> [What is being asked] Using the entries below, output exactly the line containing "type Point2 = Point2<F>;" and all lines that follow it to the end.

[Dataset entries]
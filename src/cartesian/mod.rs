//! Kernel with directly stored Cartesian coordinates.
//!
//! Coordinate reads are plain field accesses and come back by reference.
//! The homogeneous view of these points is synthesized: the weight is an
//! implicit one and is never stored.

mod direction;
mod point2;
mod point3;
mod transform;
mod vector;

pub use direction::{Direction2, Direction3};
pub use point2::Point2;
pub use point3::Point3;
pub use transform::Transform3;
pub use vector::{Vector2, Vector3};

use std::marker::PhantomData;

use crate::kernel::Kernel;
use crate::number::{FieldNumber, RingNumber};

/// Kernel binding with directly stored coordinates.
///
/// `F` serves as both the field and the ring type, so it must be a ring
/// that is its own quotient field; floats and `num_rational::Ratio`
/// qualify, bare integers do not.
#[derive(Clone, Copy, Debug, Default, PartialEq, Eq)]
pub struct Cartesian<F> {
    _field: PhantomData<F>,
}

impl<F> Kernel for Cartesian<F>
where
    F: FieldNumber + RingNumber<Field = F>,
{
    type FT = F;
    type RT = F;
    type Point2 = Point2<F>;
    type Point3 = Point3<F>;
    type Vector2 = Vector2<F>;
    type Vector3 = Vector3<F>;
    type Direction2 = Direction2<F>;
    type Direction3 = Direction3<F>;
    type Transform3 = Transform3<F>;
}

> [Solution]
    type Point2 = Point2<F>;
    type Point3 = Point3<F>;
    type Vector2 = Vector2<F>;
    type Vector3 = Vector3<F>;
    type Direction2 = Direction2<F>;
    type Direction3 = Direction3<F>;
    type Transform3 = Transform3<F>;
}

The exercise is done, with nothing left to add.